The knowledge this gut-wrenching Belgian drama is based on a true story makes Our Children all the more painful to watch. It’s worth it for an uncompromising look at a marriage strained to the limit by traditional values, and for the breathtaking lead performance from Emilie Dequenne.
Rosetta star Dequenne, who scooped her second best actress award at Cannes last year in the Un Certain Regard category, is staggeringly brilliant as Murielle, a school teacher married to Moroccan immigrant Mounir (A Prophet’s Tahar Rahim, always excellent). The film begins with a choked Murielle in a hospital bed, whispering that ‘they’ should be buried in Morocco. The image of four small white coffins being loaded on to a plane means the film is drenched in a dreadful inevitability.
Cut to a young, happy and vibrant Murielle, passionately in love with Mounir and making plans for a life together. However, Mounir lives with Doctor Pinget (Rahim’s Prophet co-star Niels Arestrup) in an unorthodox arrangement with complexities that haunt the couple. Pinget is actually Mounir’s brother-in-law in a marriage of convenience, with many of the Moroccan’s family desperate to follow suit. Pinget is dismissive of Mounir’s affections for Murielle, and of the young man’s own career ambitions and desire to flee the nest, exerting a powerful hold over the family.

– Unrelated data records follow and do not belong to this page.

//! Declaration parsing.
//!
//! Top-level and nested declarations:
//!
//! ```text
//! using       ::= "using" identifier ("." identifier)* ("as" identifier)? ";"
//! namespace   ::= "namespace" identifier "{" declaration* "}"
//! class       ::= "class" identifier ("<" identifier ("," identifier)*)?
//!                 "{" member* "}"
//! member      ::= visibility? "static"? (constant | variable | function)
//! constant    ::= "const" type identifier "=" expression ";"
//! variable    ::= type identifier ("=" expression)? ";"
//! function    ::= type identifier "(" parameters ")" block
//! type        ::= ("bool" | "char" | "double" | "float" | identifier)
//!                 ("[" "]")*
//! ```
//!
//! Variable and function declarations share a prefix (type then name) and
//! are told apart by the token that follows the name.

use crate::ast::{
    Declaration, Expression, Member, Parameter, TypeName, TypeSpecifier,
    Visibility,
};
use crate::parser::{ParseError, Parser};
use crate::scope::ScopeKind;
use crate::source::CharacterSource;
use crate::token::TokenKind;

impl<S: CharacterSource> Parser<S> {
    /// Parses `using a.b.c;` or `using a.b.c as alias;`.
    pub(crate) fn parse_using_clause(&mut self) -> Result<Declaration, ParseError> {
        let location = self.location;
        self.expect(TokenKind::Using)?;
        let mut path = vec![self.expect_identifier()?];
        while self.match_token(TokenKind::Period)? {
            path.push(self.expect_identifier()?);
        }
        let alias = if self.match_token(TokenKind::As)? {
            Some(self.expect_identifier()?)
        } else {
            None
        };
        self.expect(TokenKind::Semicolon)?;
        Ok(Declaration::Using {
            path,
            alias,
            location,
        })
    }

    /// Parses a namespace and the declarations inside it. The namespace
    /// body opens a named child scope.
    pub(crate) fn parse_namespace_declaration(
        &mut self,
    ) -> Result<Declaration, ParseError> {
        let location = self.location;
        self.expect(TokenKind::Namespace)?;
        let name = self.expect_identifier()?;
        let scope = self.open_scope(ScopeKind::Namespace, Some(name.clone()));
        self.expect(TokenKind::LeftBrace)?;

        let mut declarations = Vec::new();
        while self.peek != TokenKind::RightBrace {
            if self.peek == TokenKind::EndOfSource {
                return Err(self.syntax_error(format!(
                    "unexpected end of source in namespace '{}'",
                    name
                )));
            }
            let declaration = match self.peek {
                TokenKind::Using => self.parse_using_clause()?,
                TokenKind::Namespace => self.parse_namespace_declaration()?,
                TokenKind::Class => self.parse_class_declaration()?,
                TokenKind::Const => self.parse_constant_declaration()?,
                _ => self.parse_variable_or_function_declaration()?,
            };
            declarations.push(declaration);
        }
        self.expect(TokenKind::RightBrace)?;
        self.close_scope();

        Ok(Declaration::Namespace {
            name,
            scope,
            declarations,
            location,
        })
    }

    /// Parses a class, its optional parent list, and its members. The
    /// class body opens a named child scope.
    pub(crate) fn parse_class_declaration(
        &mut self,
    ) -> Result<Declaration, ParseError> {
        let location = self.location;
        self.expect(TokenKind::Class)?;
        let name = self.expect_identifier()?;

        let mut parents = Vec::new();
        if self.match_token(TokenKind::LessThan)? {
            parents.push(self.expect_identifier()?);
            while self.match_token(TokenKind::Comma)? {
                parents.push(self.expect_identifier()?);
            }
        }

        let scope = self.open_scope(ScopeKind::Class, Some(name.clone()));
        self.expect(TokenKind::LeftBrace)?;

        let mut members = Vec::new();
        while self.peek != TokenKind::RightBrace {
            if self.peek == TokenKind::EndOfSource {
                return Err(self.syntax_error(format!(
                    "unexpected end of source in class '{}'",
                    name
                )));
            }
            members.push(self.parse_member_declaration()?);
        }
        self.expect(TokenKind::RightBrace)?;
        self.close_scope();

        Ok(Declaration::Class {
            name,
            parents,
            scope,
            members,
            location,
        })
    }

    /// Parses one class member: optional visibility keyword, optional
    /// `static`, then a constant, variable, or function declaration.
    /// Members without a visibility keyword are private.
    fn parse_member_declaration(&mut self) -> Result<Member, ParseError> {
        let visibility = match Visibility::from_token(self.peek) {
            Some(visibility) => {
                self.advance_token()?;
                visibility
            }
            None => Visibility::Private,
        };
        let is_static = self.match_token(TokenKind::Static)?;
        let declaration = if self.peek == TokenKind::Const {
            self.parse_constant_declaration()?
        } else {
            self.parse_variable_or_function_declaration()?
        };
        Ok(Member {
            visibility,
            is_static,
            declaration,
        })
    }

    /// Parses `const type name = value;`. The initializer is mandatory.
    pub(crate) fn parse_constant_declaration(
        &mut self,
    ) -> Result<Declaration, ParseError> {
        let location = self.location;
        self.expect(TokenKind::Const)?;
        let type_specifier = self.parse_type_specifier()?;
        let name = self.expect_identifier()?;
        self.expect(TokenKind::Assignment)?;
        let value = self.parse_single_expression()?;
        self.expect(TokenKind::Semicolon)?;
        Ok(Declaration::Constant {
            name,
            type_specifier,
            value,
            location,
        })
    }

    /// Parses a declaration that starts with a type and a name, then
    /// resolves to a function if `(` follows the name and to a variable
    /// otherwise.
    pub(crate) fn parse_variable_or_function_declaration(
        &mut self,
    ) -> Result<Declaration, ParseError> {
        let location = self.location;
        let type_specifier = self.parse_type_specifier()?;
        let name = self.expect_identifier()?;

        if self.peek == TokenKind::LeftParenthesis {
            let (parameters, variadic) = self.parse_parameter_list()?;
            let body = self.parse_block(None)?;
            return Ok(Declaration::Function {
                name,
                return_type: type_specifier,
                parameters,
                variadic,
                body,
                location,
            });
        }

        let initializer = self.parse_variable_initializer()?;
        self.expect(TokenKind::Semicolon)?;
        Ok(Declaration::Variable {
            name,
            type_specifier,
            initializer,
            location,
        })
    }

    /// Parses a variable declaration without the trailing semicolon, for
    /// positions where the terminator belongs to the surrounding
    /// construct (statements, for-loop initializers).
    pub(crate) fn parse_variable_declaration(
        &mut self,
    ) -> Result<Declaration, ParseError> {
        let location = self.location;
        let type_specifier = self.parse_type_specifier()?;
        let name = self.expect_identifier()?;
        let initializer = self.parse_variable_initializer()?;
        Ok(Declaration::Variable {
            name,
            type_specifier,
            initializer,
            location,
        })
    }

    fn parse_variable_initializer(
        &mut self,
    ) -> Result<Option<Expression>, ParseError> {
        if self.match_token(TokenKind::Assignment)? {
            Ok(Some(self.parse_single_expression()?))
        } else {
            Ok(None)
        }
    }

    /// Parses `(type name, type name, ...)`. A trailing `...` in place of
    /// a parameter marks the function variadic.
    fn parse_parameter_list(
        &mut self,
    ) -> Result<(Vec<Parameter>, bool), ParseError> {
        self.expect(TokenKind::LeftParenthesis)?;
        let mut parameters = Vec::new();
        let mut variadic = false;

        if self.peek != TokenKind::RightParenthesis {
            loop {
                if self.match_token(TokenKind::Ellipsis)? {
                    variadic = true;
                    break;
                }
                let location = self.location;
                let type_specifier = self.parse_type_specifier()?;
                let name = self.expect_identifier()?;
                parameters.push(Parameter {
                    name,
                    type_specifier,
                    location,
                });
                if !self.match_token(TokenKind::Comma)? {
                    break;
                }
            }
        }

        self.expect(TokenKind::RightParenthesis)?;
        Ok((parameters, variadic))
    }

    /// Parses a type: a built-in type keyword or a type name, followed by
    /// zero or more `[]` array suffixes.
    pub(crate) fn parse_type_specifier(
        &mut self,
    ) -> Result<TypeSpecifier, ParseError> {
        let location = self.location;
        let name = match self.peek {
            TokenKind::Bool => {
                self.advance_token()?;
                TypeName::Bool
            }
            TokenKind::Char => {
                self.advance_token()?;
                TypeName::Char
            }
            TokenKind::Double => {
                self.advance_token()?;
                TypeName::Double
            }
            TokenKind::Float => {
                self.advance_token()?;
                TypeName::Float
            }
            TokenKind::Identifier => TypeName::Named(self.expect_identifier()?),
            found => {
                return Err(self.syntax_error(format!(
                    "expected a type specifier, found {}",
                    found
                )))
            }
        };

        let mut array_dimensions = 0;
        while self.match_token(TokenKind::LeftBracket)? {
            self.expect(TokenKind::RightBracket)?;
            array_dimensions += 1;
        }

        Ok(TypeSpecifier {
            name,
            array_dimensions,
            location,
        })
    }
}
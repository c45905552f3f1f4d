//! Code-point classification predicates used by the lexer.
//!
//! These operate on individual `char`s; no normalization or multi-character
//! analysis happens here.

/// Folds an ASCII letter to lowercase. Other code points pass through the
/// same bit-twiddle and must be re-checked by the caller.
pub fn ascii_to_lower(ch: char) -> char {
    char::from_u32(ch as u32 | 0x20).unwrap_or(ch)
}

pub fn is_line_terminator(ch: char) -> bool {
    ch == '\n'
}

pub fn is_decimal_digit(ch: char) -> bool {
    ch.is_ascii_digit()
}

pub fn is_hex_digit(ch: char) -> bool {
    ch.is_ascii_hexdigit()
}

pub fn is_octal_digit(ch: char) -> bool {
    matches!(ch, '0'..='7')
}

pub fn is_binary_digit(ch: char) -> bool {
    ch == '0' || ch == '1'
}

pub fn is_alphanumeric(ch: char) -> bool {
    matches!(ascii_to_lower(ch), 'a'..='z') || is_decimal_digit(ch)
}

pub fn is_identifier_start(ch: char) -> bool {
    matches!(ascii_to_lower(ch), 'a'..='z') || ch == '_'
}

pub fn is_identifier_body(ch: char) -> bool {
    is_alphanumeric(ch) || ch == '_'
}

/// Numeric value of a hex digit. Only meaningful when [`is_hex_digit`]
/// holds for `ch`.
pub fn hex_digit_value(ch: char) -> u32 {
    if is_decimal_digit(ch) {
        ch as u32 - '0' as u32
    } else {
        10 + ascii_to_lower(ch) as u32 - 'a' as u32
    }
}
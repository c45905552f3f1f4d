//! # Introduction
//!
//! Vela is the front end of a compiler for a small class-based language:
//! a streaming lexer and a recursive descent parser that turn source text
//! into an abstract syntax tree and a scope tree.
//!
//! ## Pipeline
//!
//! ```text
//! Source → Lexer → Parser → TranslationUnit (AST + scope tree)
//! ```
//!
//! 1. [`source`] — character input abstraction; strings and files.
//! 2. [`lexer`] — streaming tokenizer that produces one token per call
//!    and supports bookmark-based rewinding for speculative parsing.
//! 3. [`token`] — the token kind table: spellings, keyword lookup, and
//!    operator binding powers.
//! 4. [`parser`] — recursive descent with Pratt expression parsing;
//!    builds the [`ast`] and the [`scope`] tree.
//!
//! ## Supported language
//!
//! Declarations: namespaces, classes with single-level visibility
//! modifiers, constants, variables, functions (optionally variadic),
//! `using` clauses. Control flow: `if/else`, `while`, `do-while`, `for`,
//! `switch/case`, `break`, `continue`, `return`. Expressions: the usual
//! arithmetic, comparison, logical, bitwise, and assignment operators,
//! the conditional operator, invocation, indexing, array and tuple
//! literals, and type conversions.

pub mod ast;
pub mod chars;
pub mod lexer;
pub mod parser;
pub mod scope;
pub mod source;
pub mod token;
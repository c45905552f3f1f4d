//! Character sources feeding the lexer.
//!
//! A [`CharacterSource`] hands out one code point at a time and signals end
//! of source by returning `None`. It never rewinds and never peeks; the
//! lexer itself buffers exactly one character of lookahead.

use std::fs;
use std::io;
use std::path::Path;
use std::str::Chars;

/// One-way stream of code points consumed by the lexer.
pub trait CharacterSource {
    /// Produces the next code point, or `None` at end of source.
    ///
    /// Once `None` has been returned, every later call must return `None`
    /// as well.
    fn advance(&mut self) -> Option<char>;
}

/// Character source over an in-memory string.
pub struct StringSource<'a> {
    chars: Chars<'a>,
}

impl<'a> StringSource<'a> {
    pub fn new(text: &'a str) -> Self {
        Self {
            chars: text.chars(),
        }
    }
}

impl CharacterSource for StringSource<'_> {
    fn advance(&mut self) -> Option<char> {
        self.chars.next()
    }
}

/// Character source over the contents of a file.
///
/// The file is read up front; decoding errors surface at construction
/// rather than mid-scan.
pub struct FileSource {
    text: Vec<char>,
    position: usize,
}

impl FileSource {
    pub fn open(path: impl AsRef<Path>) -> io::Result<Self> {
        let text = fs::read_to_string(path)?;
        Ok(Self {
            text: text.chars().collect(),
            position: 0,
        })
    }
}

impl CharacterSource for FileSource {
    fn advance(&mut self) -> Option<char> {
        let ch = self.text.get(self.position).copied();
        if ch.is_some() {
            self.position += 1;
        }
        ch
    }
}

#[cfg(test)]
mod tests {
    use super::*;

    #[test]
    fn string_source_yields_chars_then_none() {
        let mut source = StringSource::new("ab");
        assert_eq!(source.advance(), Some('a'));
        assert_eq!(source.advance(), Some('b'));
        assert_eq!(source.advance(), None);
        assert_eq!(source.advance(), None);
    }
}
//! Statement parsing.
//!
//! ```text
//! statement ::= block | if_stmt | while_stmt | do_while_stmt | for_stmt
//!             | switch_stmt | return_stmt | break_stmt | continue_stmt
//!             | const_decl | var_decl | expr_stmt
//! ```
//!
//! A statement that starts with neither a keyword nor `{` is either a
//! variable declaration or an expression statement. The two cannot be
//! told apart with one token of lookahead (`x = 0;` and `x[] items;`
//! both start with an identifier), so the parser speculates: it tries a
//! declaration under a lexer bookmark and rewinds to parse an expression
//! if that fails.

use crate::ast::{Block, CaseClause, ForInitializer, Statement};
use crate::parser::{ParseError, Parser};
use crate::scope::{ScopeId, ScopeKind};
use crate::source::CharacterSource;
use crate::token::TokenKind;

impl<S: CharacterSource> Parser<S> {
    pub(crate) fn parse_statement(&mut self) -> Result<Statement, ParseError> {
        match self.peek {
            TokenKind::LeftBrace => Ok(Statement::Block(self.parse_block(None)?)),
            TokenKind::If => self.parse_if_statement(),
            TokenKind::While => self.parse_while_statement(),
            TokenKind::Do => self.parse_do_while_statement(),
            TokenKind::For => self.parse_for_statement(),
            TokenKind::Switch => self.parse_switch_statement(),
            TokenKind::Return => self.parse_return_statement(),
            TokenKind::Break => {
                let location = self.location;
                self.advance_token()?;
                self.expect(TokenKind::Semicolon)?;
                Ok(Statement::Break { location })
            }
            TokenKind::Continue => {
                let location = self.location;
                self.advance_token()?;
                self.expect(TokenKind::Semicolon)?;
                Ok(Statement::Continue { location })
            }
            TokenKind::Const => {
                let declaration = self.parse_constant_declaration()?;
                Ok(Statement::Declaration(Box::new(declaration)))
            }
            _ => self.parse_declaration_or_expression_statement(),
        }
    }

    /// Parses `{ statement* }`. Opens a fresh block scope unless the
    /// caller already opened one (for-loops open theirs early so the
    /// initializer lands in it).
    pub(crate) fn parse_block(
        &mut self,
        scope: Option<ScopeId>,
    ) -> Result<Block, ParseError> {
        let location = self.location;
        let opened_here = scope.is_none();
        let scope = match scope {
            Some(scope) => scope,
            None => self.open_scope(ScopeKind::Block, None),
        };
        self.expect(TokenKind::LeftBrace)?;

        let mut statements = Vec::new();
        while self.peek != TokenKind::RightBrace {
            if self.peek == TokenKind::EndOfSource {
                return Err(self.syntax_error("unexpected end of source in block"));
            }
            statements.push(self.parse_statement()?);
        }
        self.expect(TokenKind::RightBrace)?;
        if opened_here {
            self.close_scope();
        }

        Ok(Block {
            scope,
            statements,
            location,
        })
    }

    fn parse_if_statement(&mut self) -> Result<Statement, ParseError> {
        let location = self.location;
        self.expect(TokenKind::If)?;
        self.expect(TokenKind::LeftParenthesis)?;
        let condition = self.parse_single_expression()?;
        self.expect(TokenKind::RightParenthesis)?;
        let then_branch = Box::new(self.parse_statement()?);
        let else_branch = if self.match_token(TokenKind::Else)? {
            Some(Box::new(self.parse_statement()?))
        } else {
            None
        };
        Ok(Statement::If {
            condition,
            then_branch,
            else_branch,
            location,
        })
    }

    fn parse_while_statement(&mut self) -> Result<Statement, ParseError> {
        let location = self.location;
        self.expect(TokenKind::While)?;
        self.expect(TokenKind::LeftParenthesis)?;
        let condition = self.parse_single_expression()?;
        self.expect(TokenKind::RightParenthesis)?;
        let body = Box::new(self.parse_statement()?);
        Ok(Statement::While {
            condition,
            body,
            location,
        })
    }

    fn parse_do_while_statement(&mut self) -> Result<Statement, ParseError> {
        let location = self.location;
        self.expect(TokenKind::Do)?;
        let body = Box::new(self.parse_statement()?);
        self.expect(TokenKind::While)?;
        self.expect(TokenKind::LeftParenthesis)?;
        let condition = self.parse_single_expression()?;
        self.expect(TokenKind::RightParenthesis)?;
        self.expect(TokenKind::Semicolon)?;
        Ok(Statement::DoWhile {
            body,
            condition,
            location,
        })
    }

    /// Parses `for (initializer? ; condition? ; step?) body`. The loop
    /// header and body share one scope so a declared loop variable is
    /// visible in both.
    fn parse_for_statement(&mut self) -> Result<Statement, ParseError> {
        let location = self.location;
        self.expect(TokenKind::For)?;
        let scope = self.open_scope(ScopeKind::Block, None);
        self.expect(TokenKind::LeftParenthesis)?;

        let initializer = if self.peek == TokenKind::Semicolon {
            None
        } else {
            Some(self.parse_for_initializer()?)
        };
        self.expect(TokenKind::Semicolon)?;

        let condition = if self.peek == TokenKind::Semicolon {
            None
        } else {
            Some(self.parse_single_expression()?)
        };
        self.expect(TokenKind::Semicolon)?;

        let step = if self.peek == TokenKind::RightParenthesis {
            None
        } else {
            Some(self.parse_single_expression()?)
        };
        self.expect(TokenKind::RightParenthesis)?;

        let body = Box::new(if self.peek == TokenKind::LeftBrace {
            Statement::Block(self.parse_block(Some(scope))?)
        } else {
            self.parse_statement()?
        });
        self.close_scope();

        Ok(Statement::For {
            scope,
            initializer,
            condition,
            step,
            body,
            location,
        })
    }

    /// Disambiguates the for-loop initializer. `for (x = 0; ...)` and
    /// `for (float x = 0; ...)` both start with tokens a declaration
    /// could start with, so the declaration attempt runs under a lexer
    /// bookmark and a failure rewinds the token stream for the
    /// expression attempt.
    fn parse_for_initializer(&mut self) -> Result<ForInitializer, ParseError> {
        self.begin_speculation();
        match self.parse_variable_declaration() {
            Ok(declaration) => {
                self.commit_speculation();
                Ok(ForInitializer::Declaration(Box::new(declaration)))
            }
            Err(_) => {
                self.rollback_speculation();
                Ok(ForInitializer::Expression(self.parse_single_expression()?))
            }
        }
    }

    fn parse_switch_statement(&mut self) -> Result<Statement, ParseError> {
        let location = self.location;
        self.expect(TokenKind::Switch)?;
        self.expect(TokenKind::LeftParenthesis)?;
        let discriminant = self.parse_single_expression()?;
        self.expect(TokenKind::RightParenthesis)?;
        self.expect(TokenKind::LeftBrace)?;

        let mut cases = Vec::new();
        while self.peek != TokenKind::RightBrace {
            cases.push(self.parse_case_clause()?);
        }
        self.expect(TokenKind::RightBrace)?;

        Ok(Statement::Switch {
            discriminant,
            cases,
            location,
        })
    }

    /// Parses `case value:` or `default:` and the statements that run
    /// under it, up to the next clause or the end of the switch body.
    fn parse_case_clause(&mut self) -> Result<CaseClause, ParseError> {
        let location = self.location;
        let value = if self.match_token(TokenKind::Case)? {
            Some(self.parse_single_expression()?)
        } else {
            self.expect(TokenKind::Default)?;
            None
        };
        self.expect(TokenKind::Colon)?;

        let mut statements = Vec::new();
        loop {
            match self.peek {
                TokenKind::Case | TokenKind::Default | TokenKind::RightBrace => {
                    break
                }
                TokenKind::EndOfSource => {
                    return Err(
                        self.syntax_error("unexpected end of source in switch body")
                    )
                }
                _ => statements.push(self.parse_statement()?),
            }
        }

        Ok(CaseClause {
            value,
            statements,
            location,
        })
    }

    fn parse_return_statement(&mut self) -> Result<Statement, ParseError> {
        let location = self.location;
        self.expect(TokenKind::Return)?;
        let value = if self.peek == TokenKind::Semicolon {
            None
        } else {
            Some(self.parse_single_expression()?)
        };
        self.expect(TokenKind::Semicolon)?;
        Ok(Statement::Return { value, location })
    }

    /// Same ambiguity as the for-loop initializer, at statement level.
    fn parse_declaration_or_expression_statement(
        &mut self,
    ) -> Result<Statement, ParseError> {
        let location = self.location;
        self.begin_speculation();
        match self.parse_variable_declaration() {
            Ok(declaration) => {
                self.commit_speculation();
                self.expect(TokenKind::Semicolon)?;
                Ok(Statement::Declaration(Box::new(declaration)))
            }
            Err(_) => {
                self.rollback_speculation();
                let expression = self.parse_single_expression()?;
                self.expect(TokenKind::Semicolon)?;
                Ok(Statement::Expression {
                    expression,
                    location,
                })
            }
        }
    }
}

As the family increases (Mounir’s desire for a boy is clear), Murielle grows increasingly strained by the oppressive living arrangements. Unable to breathe, the worn-out Murielle has a reprieve in psychiatric sessions and visits to and from Mounir’s loving and sympathetic mother in Morocco - scenes that are achingly sad, as Dequenne portrays the weight lifting. These moments of happiness are fleeting as the tremendously sympathetic Dequenne dominates the film with Murielle’s disintegrating mental state.
Director Joachim Lafosse (Private Property) has created a fragile, sensitive film which showcases his astonishing star. In one heart-stopping scene he films her singing along to Julien Clerc whilst driving, desperately craving some understanding, before breaking down in tears. The moments of joy - a gift from Mounir’s mother, her child’s school play - being used by Pinget to break her down and belittle her. Gender politics rather than religion is used as the greatest weapon against the vulnerable Murielle - she is liberated in Morocco.
Gorgeous, intimate photography and the living, breathing, worn-out naturalism of the locations help make the tragic Our Children an engrossing watch. Unmissable for probably the greatest performance by an actress you will see this year.